Optimal cell attachment, migration, proliferation, and differentiation on a biomaterial require a surface which mimics the natural ECM. Natural ECM proteins range in diameter from 50–500 nm. The significance of mimicking the ECM, which facilitates the interactions with the cell receptors such as integrins, has been discussed. This also recognises the effect of peptides such as RGD [35], which are derived from functional domains of ECM components and their effects on enhancing accelerated endothelialisation. Nevertheless, nonreceptor-mediated interaction of ECM such as porosity, 3D spatial arrangement also has a great influence in cell interaction.

The microtopography of scaffold materials is not entirely ideal for vascular cells, particularly EC as they are naturally placed in a nanometre scale environment. Nanotopography surfaces created by surface roughening of a range of materials including polymers have shown enhanced cellular adhesion [3640]. Recent reviews have discussed various nanotechniques which could potentially be applied to vascular graft engineering. Nanostructures has been shown to facilitate protein interactions which then promote cell adhesion [9, 41, 42]. Some of these proteins are selective such as vitronectin and fibronectin where they mediate enhanced vascular cell interactions with the polymer [37, 38]. Three main nanotechnology approaches, electrospinning [43, 44], self-assembly, and phase separation, help to create nanofibres and to create a nanoarchitecture bypass graft surface for optimal cell interactions [45].

In addition to mimicking an ECM, research has looked into antibody-mediated stem cell recruitment as a rather impressive approach in stem cell technology for applications in vascular graft endothelialisation. EC and EPC have been found to express CD34+, and therefore CD34+ antibodies can be attached onto bypass graft surfaces to facilitate interaction between graft and progenitor cells. Antihuman CD34 monoclonal antibodies (IgG2a, epitope class III) were immobilised to the ePTFE graft material (Orbus Medical Technologies) with a proprietary multistep process.

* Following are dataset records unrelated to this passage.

//! Transcript data types shared across backends and modes.

use std::path::PathBuf;

use serde::{Deserialize, Serialize};

/// One unit of audio to process. Immutable once created; owned by the mode
/// dispatcher for the duration of a single request.
#[derive(Debug, Clone)]
pub struct WorkItem {
    pub path: PathBuf,
    pub chunk_id: Option<String>,
    pub language: Option<String>,
    pub model: Option<String>,
}

/// A timestamped span of transcript text, offsets in seconds from the start
/// of the recording. `0 <= start <= end` always holds; consumers must not
/// assume segments never overlap.
#[derive(Debug, Clone, PartialEq, Serialize, Deserialize)]
pub struct Segment {
    pub start: f64,
    pub end: f64,
    pub text: String,
}

/// The normalized result shape both backends produce.
#[derive(Debug, Clone, Serialize)]
pub struct TranscriptionResult {
    pub text: String,
    pub language: String,
    pub segments: Vec<Segment>,
    #[serde(skip_serializing_if = "Option::is_none")]
    pub confidence: Option<f32>,
}

/// A backend segment before normalization. Providers may omit fields;
/// missing numerics default to zero and missing text to the empty string.
#[derive(Debug, Clone, Default, Deserialize)]
pub struct RawSegment {
    #[serde(default)]
    pub start: f64,
    #[serde(default)]
    pub end: f64,
    #[serde(default)]
    pub text: String,
    #[serde(default)]
    pub avg_logprob: Option<f32>,
}

/// Normalize backend segments into the canonical shape: non-negative start,
/// `end >= start`, trimmed text, non-decreasing start order.
pub fn normalize_segments(raw: &[RawSegment]) -> Vec<Segment> {
    let mut segments: Vec<Segment> = raw
        .iter()
        .map(|s| {
            let start = s.start.max(0.0);
            Segment {
                start,
                end: s.end.max(start),
                text: s.text.trim().to_string(),
            }
        })
        .collect();
    segments.sort_by(|a, b| {
        a.start
            .partial_cmp(&b.start)
            .unwrap_or(std::cmp::Ordering::Equal)
    });
    segments
}

/// Mean confidence over segments that report `avg_logprob`, each mapped
/// through `clamp(avg_logprob + 1.0, 0.0, 1.0)`. Segments without the value
/// are excluded; 0.0 when none report it.
pub fn aggregate_confidence(raw: &[RawSegment]) -> f32 {
    let mut total = 0.0f32;
    let mut count = 0u32;
    for segment in raw {
        if let Some(avg_logprob) = segment.avg_logprob {
            total += (avg_logprob + 1.0).clamp(0.0, 1.0);
            count += 1;
        }
    }
    if count > 0 {
        total / count as f32
    } else {
        0.0
    }
}
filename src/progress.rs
//! Time-based progress estimation for the backend phase.
//!
//! Whisper gives no usable mid-inference progress callback, so the worker
//! estimates: expected runtime is audio duration divided by a per-model
//! speed factor, and a background task maps elapsed time into the backend's
//! progress sub-range once per second. Values are cosmetic and never
//! represent completed work; the range never reaches the ceiling so the
//! real completion milestones stay distinguishable.

use tokio::task::JoinHandle;
use tokio::time::{Duration, Instant, MissedTickBehavior};
use tokio_util::sync::CancellationToken;

use crate::events::EventEmitter;

/// Backend phase owns [30, 90) of the progress scale.
pub const BACKEND_FLOOR: u8 = 30;
pub const BACKEND_CEILING: u8 = 90;
/// Reported once the estimate is exhausted but the backend is still running.
pub const FINALIZING: u8 = 89;

const TICK: Duration = Duration::from_secs(1);

/// Rough realtime multiples per model family, used only for estimation.
pub fn speed_factor(identifier: &str) -> f64 {
    let base = identifier
        .trim_end_matches("-q5_0")
        .trim_end_matches("-q5_1")
        .trim_end_matches("-q8_0");
    let base = base.strip_suffix(".en").unwrap_or(base);
    match base {
        "tiny" => 10.0,
        "base" => 7.0,
        "small" => 4.0,
        "medium" => 2.0,
        "large-v3-turbo" => 3.0,
        "large" | "large-v2" | "large-v3" => 1.0,
        "whisper-1" => 8.0,
        _ => 2.0,
    }
}

/// Progress value for `elapsed` seconds of an `expected`-second run,
/// clamped into [BACKEND_FLOOR, FINALIZING].
pub fn value_at(elapsed: f64, expected: f64) -> u8 {
    let fraction = (elapsed / expected.max(0.001)).clamp(0.0, 1.0);
    let span = (BACKEND_CEILING - BACKEND_FLOOR) as f64;
    let value = BACKEND_FLOOR + (span * fraction) as u8;
    value.min(FINALIZING)
}

/// A running estimator task. Stop it before emitting any completion
/// milestone so no estimate line can follow the real result.
pub struct ProgressEstimator {
    cancel: CancellationToken,
    handle: Option<JoinHandle<()>>,
}

impl ProgressEstimator {
    /// Spawn the ticking task. `speed` is the backend's realtime multiple.
    pub fn start(emitter: EventEmitter, audio_seconds: f64, speed: f64) -> Self {
        let expected = (audio_seconds / speed.max(0.1)).max(1.0);
        let cancel = CancellationToken::new();
        let task_cancel = cancel.clone();

        let handle = tokio::spawn(async move {
            let started = Instant::now();
            let mut ticker = tokio::time::interval(TICK);
            ticker.set_missed_tick_behavior(MissedTickBehavior::Skip);
            // The first tick completes immediately; skip it so the first
            // estimate lands a full interval after the backend call starts.
            ticker.tick().await;
            loop {
                tokio::select! {
                    _ = task_cancel.cancelled() => break,
                    _ = ticker.tick() => {
                        let elapsed = started.elapsed().as_secs_f64();
                        if elapsed < expected {
                            let remaining = (expected - elapsed).ceil() as u64;
                            emitter.emit_progress(
                                value_at(elapsed, expected),
                                format!("Transcribing... about {}s remaining", remaining),
                            );
                        } else {
                            emitter.emit_progress(FINALIZING, "Finalizing transcription...");
                        }
                    }
                }
            }
        });

        ProgressEstimator {
            cancel,
            handle: Some(handle),
        }
    }

    /// Cancel the task and wait for it to finish, guaranteeing no further
    /// progress lines are written after this returns.
    pub async fn stop(mut self) {
        self.cancel.cancel();
        if let Some(handle) = self.handle.take() {
            let _ = handle.await;
        }
    }
}

impl Drop for ProgressEstimator {
    fn drop(&mut self) {
        self.cancel.cancel();
        if let Some(handle) = self.handle.take() {
            handle.abort();
        }
    }
}
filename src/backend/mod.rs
//! Transcription backend abstraction.
//!
//! The mode dispatcher is written against this trait; backend selection
//! happens once at startup from configuration.

pub mod local;
pub mod remote;

use std::path::Path;

use async_trait::async_trait;

use crate::error::WorkerError;
use crate::types::TranscriptionResult;

#[derive(Debug, Clone, Default)]
pub struct TranscribeOptions {
    /// ISO language hint; autodetect when absent.
    pub language: Option<String>,
}

#[async_trait]
pub trait TranscriptionBackend: Send {
    /// Model identifier, used for progress estimation and lifecycle events.
    fn identifier(&self) -> &str;

    /// Realtime speed multiple for progress estimation.
    fn speed_factor(&self) -> f64;

    /// Whether uploads to this backend are size-limited.
    fn has_upload_limit(&self) -> bool {
        false
    }

    /// Load or otherwise ready the backend before the first request.
    async fn prepare(&mut self) -> Result<(), WorkerError> {
        Ok(())
    }

    async fn transcribe(
        &mut self,
        path: &Path,
        options: &TranscribeOptions,
    ) -> Result<TranscriptionResult, WorkerError>;
}
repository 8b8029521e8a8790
//! Worker error taxonomy.
//!
//! Every component surfaces failures to its caller; the only
//! catch-and-continue boundary is batch mode's per-chunk isolation.

use thiserror::Error;

use crate::events::Event;

#[derive(Debug, Error)]
pub enum WorkerError {
    /// Missing or invalid input file, unsupported format, transcript too short.
    #[error("Invalid input: {0}")]
    Input(String),

    /// Decode or re-encode failure while fitting the provider size ceiling.
    #[error("Audio preprocessing failed: {message}")]
    Preprocessing {
        message: String,
        details: Option<String>,
    },

    #[error("Authentication failed: {0}")]
    BackendAuth(String),

    #[error("Rate limit exceeded: {0}")]
    BackendRateLimit(String),

    /// Malformed request, decode failure, or unexpected response shape.
    #[error("Transcription request failed: {message}")]
    BackendRequest {
        message: String,
        details: Option<String>,
    },

    /// Model failed to load. Not retried; a retry is unlikely to succeed
    /// without operator intervention.
    #[error("Failed to load model: {0}")]
    ResourceLoad(String),

    /// External cancellation (signal).
    #[error("Interrupted: {0}")]
    Interrupted(String),
}

impl WorkerError {
    pub fn preprocessing(message: impl Into<String>) -> Self {
        WorkerError::Preprocessing {
            message: message.into(),
            details: None,
        }
    }

    pub fn request(message: impl Into<String>) -> Self {
        WorkerError::BackendRequest {
            message: message.into(),
            details: None,
        }
    }

    /// Secondary diagnostic payload, where one was captured.
    pub fn details(&self) -> Option<&str> {
        match self {
            WorkerError::Preprocessing { details, .. }
            | WorkerError::BackendRequest { details, .. } => details.as_deref(),
            _ => None,
        }
    }

    /// The terminal event for this failure.
    pub fn to_event(&self) -> Event {
        match self {
            WorkerError::Interrupted(reason) => Event::Cancelled {
                reason: reason.clone(),
            },
            _ => Event::Error {
                error: self.to_string(),
                details: self.details().map(str::to_string),
            },
        }
    }
}

#[cfg(test)]
mod tests {
    use super::*;

    #[test]
    fn interrupted_maps_to_cancelled_event() {
        let err = WorkerError::Interrupted("Cancelled by user".to_string());
        let json = serde_json::to_string(&err.to_event()).unwrap();
        assert!(json.contains("\"type\":\"cancelled\""));
        assert!(json.contains("Cancelled by user"));
    }

    #[test]
    fn request_error_carries_details() {
        let err = WorkerError::BackendRequest {
            message: "API error 400".to_string(),
            details: Some("bad field".to_string()),
        };
        assert_eq!(err.details(), Some("bad field"));
        let json = serde_json::to_string(&err.to_event()).unwrap();
        assert!(json.contains("\"details\":\"bad field\""));
    }

    #[test]
    fn input_error_has_no_details() {
        let err = WorkerError::Input("File not found".to_string());
        assert_eq!(err.details(), None);
        let json = serde_json::to_string(&err.to_event()).unwrap();
        assert!(!json.contains("details"));
    }
}
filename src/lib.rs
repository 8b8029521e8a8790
//! Worker orchestration core for audio transcription.
//!
//! A short-lived (or resident) process that reports progress, results and
//! errors as line-delimited JSON on stdout, drives a local Whisper model or
//! a remote transcription API, fits oversized recordings under provider
//! upload limits, and can keep a model loaded in memory between requests.
//!
//! Module structure:
//! - events.rs: Event enum and the stdout emitter
//! - error.rs: WorkerError taxonomy
//! - types.rs: WorkItem, Segment, TranscriptionResult, normalization
//! - ffmpeg.rs: decode, duration probe, trim re-encode
//! - size_guard.rs: provider size ceiling enforcement
//! - progress.rs: cosmetic progress estimation
//! - model_cache.rs: single loaded Whisper model per process
//! - backend/: TranscriptionBackend trait, local and remote implementations
//! - notes.rs: title/summary generation from a transcript
//! - modes.rs: single/batch/warm/notes sequencing

pub mod backend;
pub mod error;
pub mod events;
pub mod ffmpeg;
pub mod model_cache;
pub mod modes;
pub mod notes;
pub mod progress;
pub mod size_guard;
pub mod types;
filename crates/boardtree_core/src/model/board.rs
//! Board domain model.
//!
//! # Responsibility
//! - Define the persisted record for one node of the board forest.
//!
//! # Invariants
//! - `id` is stable and never reused for another board.
//! - `parent_id` is a weak reference; `None` means root-level.
//! - `updated_at` moves forward on every parent change.

use serde::{Deserialize, Serialize};
use uuid::Uuid;

/// Stable identifier for one board.
///
/// Kept as a type alias to make semantic intent explicit in signatures.
pub type BoardId = Uuid;

/// One node of the board forest, as stored.
///
/// The hierarchical `children` view is never part of this record; it is
/// assembled on read by the tree engine.
#[derive(Debug, Clone, PartialEq, Eq, Serialize, Deserialize)]
pub struct Board {
    /// Store-assigned stable ID, immutable after creation.
    pub id: BoardId,
    /// Non-empty display name.
    pub name: String,
    /// Parent board id. `None` means root-level.
    pub parent_id: Option<BoardId>,
    /// Unix epoch milliseconds, set by the store on insert.
    pub created_at: i64,
    /// Unix epoch milliseconds, refreshed by the store on every move.
    pub updated_at: i64,
}
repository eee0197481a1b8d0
//! SQLite storage bootstrap and schema migration entry points.
//!
//! # Responsibility
//! - Open and configure SQLite connections for boardtree core.
//! - Apply schema migrations in deterministic order.
//!
//! # Invariants
//! - Migration version is tracked via `PRAGMA user_version`.
//! - Core code must not read/write board data before migrations succeed.

use std::error::Error;
use std::fmt::{Display, Formatter};

pub mod migrations;
mod open;

pub use open::{open_db, open_db_in_memory};

pub type DbResult<T> = Result<T, DbError>;

#[derive(Debug)]
pub enum DbError {
    Sqlite(rusqlite::Error),
    UnsupportedSchemaVersion {
        db_version: u32,
        latest_supported: u32,
    },
}

impl Display for DbError {
    fn fmt(&self, f: &mut Formatter<'_>) -> std::fmt::Result {
        match self {
            Self::Sqlite(err) => write!(f, "{err}"),
            Self::UnsupportedSchemaVersion {
                db_version,
                latest_supported,
            } => write!(
                f,
                "database schema version {db_version} is newer than supported {latest_supported}"
            ),
        }
    }
}

impl Error for DbError {
    fn source(&self) -> Option<&(dyn Error + 'static)> {
        match self {
            Self::Sqlite(err) => Some(err),
            Self::UnsupportedSchemaVersion { .. } => None,
        }
    }
}

impl From<rusqlite::Error> for DbError {
    fn from(value: rusqlite::Error) -> Self {
        Self::Sqlite(value)
    }
}
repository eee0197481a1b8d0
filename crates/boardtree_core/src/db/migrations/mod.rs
//! SQLite migration registry and executor.
//!
//! # Responsibility
//! - Register schema migrations in strictly increasing order.
//! - Apply pending migrations atomically.
//!
//! # Invariants
//! - `version` values must remain monotonic.
//! - Applied migration version is mirrored to `PRAGMA user_version`.

use crate::db::{DbError, DbResult};
use rusqlite::Connection;

#[derive(Debug, Clone, Copy)]
struct Migration {
    version: u32,
    sql: &'static str,
}

const MIGRATIONS: &[Migration] = &[Migration {
    version: 1,
    sql: include_str!("0001_init.sql"),
}];

/// Returns the latest migration version known by this binary.
pub fn latest_version() -> u32 {
    MIGRATIONS.last().map_or(0, |migration| migration.version)
}

/// Applies all pending migrations on the provided connection.
pub fn apply_migrations(conn: &mut Connection) -> DbResult<()> {
    let current_version = current_user_version(conn)?;
    let latest = latest_version();

    if current_version > latest {
        return Err(DbError::UnsupportedSchemaVersion {
            db_version: current_version,
            latest_supported: latest,
        });
    }

    if current_version == latest {
        return Ok(());
    }

    let tx = conn.transaction()?;
    for migration in MIGRATIONS {
        if migration.version <= current_version {
            continue;
        }

        tx.execute_batch(migration.sql)?;
        tx.execute_batch(&format!("PRAGMA user_version = {};", migration.version))?;
    }
    tx.commit()?;

    Ok(())
}

fn current_user_version(conn: &Connection) -> DbResult<u32> {
    let version = conn.query_row("PRAGMA user_version;", [], |row| row.get::<_, u32>(0))?;
    Ok(version)
}
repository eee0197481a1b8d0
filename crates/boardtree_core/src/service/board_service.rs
//! Board use-case service.
//!
//! # Responsibility
//! - Validate tree invariants above the repository layer.
//! - Provide create, remove, move, and hierarchy read operations.
//! - Emit one specific event plus one generic update per committed mutation.
//!
//! # Invariants
//! - A parent must exist before anything is created or moved under it.
//! - Move operations must not create cycles or exceed the depth bound.
//! - Notifier calls happen after the store write succeeds, never before.

use crate::model::board::{Board, BoardId};
use crate::repo::board_repo::{BoardRepoError, BoardRepository};
use crate::tree::engine::{BoardNode, TreeError, TreeSnapshot, MAX_BOARD_DEPTH};
use std::error::Error;
use std::fmt::{Display, Formatter};

/// One committed board mutation, as broadcast to clients.
#[derive(Debug, Clone, PartialEq)]
pub enum BoardEvent {
    /// A board was created; payload is the stored row.
    Created(Board),
    /// A board (and transitively its subtree) was deleted.
    Deleted { id: BoardId },
    /// A board was re-parented; payload is the refreshed row.
    Moved(Board),
}

impl BoardEvent {
    /// Wire name of the specific event.
    pub fn name(&self) -> &'static str {
        match self {
            Self::Created(_) => "board:created",
            Self::Deleted { .. } => "board:deleted",
            Self::Moved(_) => "board:moved",
        }
    }
}

/// Outbound notification contract.
///
/// Two explicit calls per mutation: the typed event first, then the generic
/// catch-all update clients use to invalidate cached views. Test doubles can
/// assert both were sent.
pub trait BoardNotifier {
    /// Publishes the specific event (`board:created` etc.).
    fn board_event(&self, event: &BoardEvent);
    /// Publishes the generic `board:update` envelope for the same mutation.
    fn board_update(&self, event: &BoardEvent);
}

/// Errors from board service operations.
#[derive(Debug)]
pub enum BoardServiceError {
    /// Board name is blank after trim.
    InvalidName,
    /// Target board does not exist.
    BoardNotFound(BoardId),
    /// Requested parent does not exist.
    ParentNotFound(BoardId),
    /// Move target equals the board itself.
    SelfParent(BoardId),
    /// Move target lies inside the board's own subtree.
    DescendantCycle {
        id: BoardId,
        new_parent_id: BoardId,
    },
    /// Create or move would push a chain past the depth bound.
    DepthExceeded { would_reach: u32 },
    /// Stored parent link points at a board that no longer exists.
    InvalidParentRef(BoardId),
    /// Stored parent chain contains a cycle.
    ParentChainLoop(BoardId),
    /// Repository-level failure.
    Repo(BoardRepoError),
}

impl Display for BoardServiceError {
    fn fmt(&self, f: &mut Formatter<'_>) -> std::fmt::Result {
        match self {
            Self::InvalidName => write!(f, "board name must not be blank"),
            Self::BoardNotFound(id) => write!(f, "board not found: {id}"),
            Self::ParentNotFound(id) => write!(f, "parent board not found: {id}"),
            Self::SelfParent(id) => write!(f, "board cannot be its own parent: {id}"),
            Self::DescendantCycle { id, new_parent_id } => write!(
                f,
                "move would create cycle: board {id} under descendant {new_parent_id}"
            ),
            Self::DepthExceeded { would_reach } => write!(
                f,
                "maximum board depth ({MAX_BOARD_DEPTH}) exceeded: chain would reach {would_reach}"
            ),
            Self::InvalidParentRef(id) => {
                write!(f, "parent reference to nonexistent board: {id}")
            }
            Self::ParentChainLoop(id) => write!(f, "parent chain loops at board: {id}"),
            Self::Repo(err) => write!(f, "{err}"),
        }
    }
}

impl Error for BoardServiceError {
    fn source(&self) -> Option<&(dyn Error + 'static)> {
        match self {
            Self::Repo(err) => Some(err),
            _ => None,
        }
    }
}

impl From<BoardRepoError> for BoardServiceError {
    fn from(value: BoardRepoError) -> Self {
        match value {
            BoardRepoError::BoardNotFound(id) => Self::BoardNotFound(id),
            other => Self::Repo(other),
        }
    }
}

impl From<TreeError> for BoardServiceError {
    fn from(value: TreeError) -> Self {
        match value {
            TreeError::MissingBoard(id) => Self::InvalidParentRef(id),
            TreeError::ParentChainLoop(id) => Self::ParentChainLoop(id),
        }
    }
}

/// Board service facade.
///
/// Store adapter and notifier are injected at construction; tests substitute
/// fakes for either side.
pub struct BoardService<R: BoardRepository, N: BoardNotifier> {
    repo: R,
    notifier: N,
}

impl<R: BoardRepository, N: BoardNotifier> BoardService<R, N> {
    /// Creates service from repository and notifier implementations.
    pub fn new(repo: R, notifier: N) -> Self {
        Self { repo, notifier }
    }

    /// Creates one board under an optional parent.
    ///
    /// The new board is a leaf at creation, so the depth check only needs
    /// the parent's chain length.
    pub fn create_board(
        &self,
        name: impl Into<String>,
        parent_id: Option<BoardId>,
    ) -> Result<Board, BoardServiceError> {
        let name = normalize_board_name(name.into())?;

        if let Some(parent_id) = parent_id {
            let snapshot = self.snapshot()?;
            if snapshot.board(parent_id).is_none() {
                return Err(BoardServiceError::ParentNotFound(parent_id));
            }
            let parent_depth = snapshot.depth_of(Some(parent_id))?;
            if parent_depth >= MAX_BOARD_DEPTH {
                return Err(BoardServiceError::DepthExceeded {
                    would_reach: parent_depth + 1,
                });
            }
        }

        let board = self.repo.insert(name.as_str(), parent_id)?;
        self.emit(BoardEvent::Created(board.clone()));
        Ok(board)
    }

    /// Deletes one board; the store cascades to its subtree.
    ///
    /// Existence check and delete are one atomic statement: a delete that
    /// touches zero rows reports `BoardNotFound`.
    pub fn remove_board(&self, id: BoardId) -> Result<(), BoardServiceError> {
        self.repo.remove(id)?;
        self.emit(BoardEvent::Deleted { id });
        Ok(())
    }

    /// Re-parents one board, carrying its whole subtree.
    pub fn move_board(
        &self,
        id: BoardId,
        new_parent_id: Option<BoardId>,
    ) -> Result<Board, BoardServiceError> {
        let snapshot = self.snapshot()?;
        if snapshot.board(id).is_none() {
            return Err(BoardServiceError::BoardNotFound(id));
        }

        if let Some(parent_id) = new_parent_id {
            if snapshot.board(parent_id).is_none() {
                return Err(BoardServiceError::ParentNotFound(parent_id));
            }
            if parent_id == id {
                return Err(BoardServiceError::SelfParent(id));
            }
            if snapshot.is_descendant(id, parent_id) {
                return Err(BoardServiceError::DescendantCycle {
                    id,
                    new_parent_id: parent_id,
                });
            }
            let parent_depth = snapshot.depth_of(Some(parent_id))?;
            let height = snapshot.subtree_height(id);
            if parent_depth + height >= MAX_BOARD_DEPTH {
                return Err(BoardServiceError::DepthExceeded {
                    would_reach: parent_depth + height + 1,
                });
            }
        }

        let board = self.repo.set_parent(id, new_parent_id)?;
        self.emit(BoardEvent::Moved(board.clone()));
        Ok(board)
    }

    /// Assembles the full forest, rooted at boards without a parent.
    pub fn list_boards(&self) -> Result<Vec<BoardNode>, BoardServiceError> {
        Ok(self.snapshot()?.build_hierarchy(None))
    }

    /// Loads one board with its assembled subtree.
    pub fn get_board(&self, id: BoardId) -> Result<BoardNode, BoardServiceError> {
        let snapshot = self.snapshot()?;
        let board = snapshot
            .board(id)
            .cloned()
            .ok_or(BoardServiceError::BoardNotFound(id))?;
        let children = snapshot.build_hierarchy(Some(id));
        Ok(BoardNode { board, children })
    }

    fn snapshot(&self) -> Result<TreeSnapshot, BoardServiceError> {
        Ok(TreeSnapshot::new(self.repo.list_all()?))
    }

    fn emit(&self, event: BoardEvent) {
        self.notifier.board_event(&event);
        self.notifier.board_update(&event);
    }
}

fn normalize_board_name(value: String) -> Result<String, BoardServiceError> {
    let trimmed = value.trim();
    if trimmed.is_empty() {
        return Err(BoardServiceError::InvalidName);
    }
    Ok(trimmed.to_string())
}
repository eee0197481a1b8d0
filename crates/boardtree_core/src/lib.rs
//! Core domain logic for boardtree.
//! This crate is the single source of truth for tree-integrity invariants.

pub mod db;
pub mod logging;
pub mod model;
pub mod repo;
pub mod service;
pub mod tree;

pub use logging::{default_log_level, init_logging, logging_status};
pub use model::board::{Board, BoardId};
pub use repo::board_repo::{
    BoardRepoError, BoardRepoResult, BoardRepository, SqliteBoardRepository,
};
pub use service::board_service::{
    BoardEvent, BoardNotifier, BoardService, BoardServiceError,
};
pub use tree::engine::{BoardNode, TreeError, TreeSnapshot, MAX_BOARD_DEPTH};

/// Returns the core crate version.
pub fn core_version() -> &'static str {
    env!("CARGO_PKG_VERSION")
}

In additional, further studies have shown that superparamagnetic nanoparticles labelled endothelial cells can be used to obtain an endothelial cell lining, for instance, as on the luminal surface PTFE tubular grafts, coated with fibronectin with the aid of a customized electromagnet [46].

4.2.2. Antithrombogenic Surfaces Independent of an Endothelium

The cardiovascular protective role of the endothelium is recognized to be attributed to NO. Therefore, there is a great interest in inducing NO from cardiovascular implants and this has recently been reviewed in depth [47]. Recent reviews have also detailed numerous anticoagulant and antiplatelet agents that include, heparin, warfarin, hirudin, dipyridamole clopidogrel, aspirin, cilostazol, and glycoprotein IIb/IIIa inhibitors (abciximab, eptifibatide, tirofiban), which are clinically used in addition to their applications in engineered vascular graft surfaces [4, 48].

5. Summary and Future Perspective

Blood contacting materials, which are used to fabricate cardiovascular implants, are expected to preferably promote endothelial adhesion but resist other blood cell adhesion that can give rise to thrombosis and intimal hyperplasia. A greater understanding of the interactions of blood proteins with material surfaces will enable better designing of surfaces for blood contact. Surface modifications of materials will be highly influenced by nanotechnology as this enables to impart favourable properties without influencing the structural and mechanical properties of the base material, which forms the structure of a device of interest. It is also of significance that a particular surface modification should be always tailored to the implant of interest and should be tested for its efficacy in physiological haemodynamic conditions. We believe that a reasonable progress has been made in the search for optimal blood contacting materials, but research into NO eluting polymers, endothelialisation, and nanotechnology associated with surface modification of such materials may promise more sophisticated solutions in the quest for optimal blood compatibility.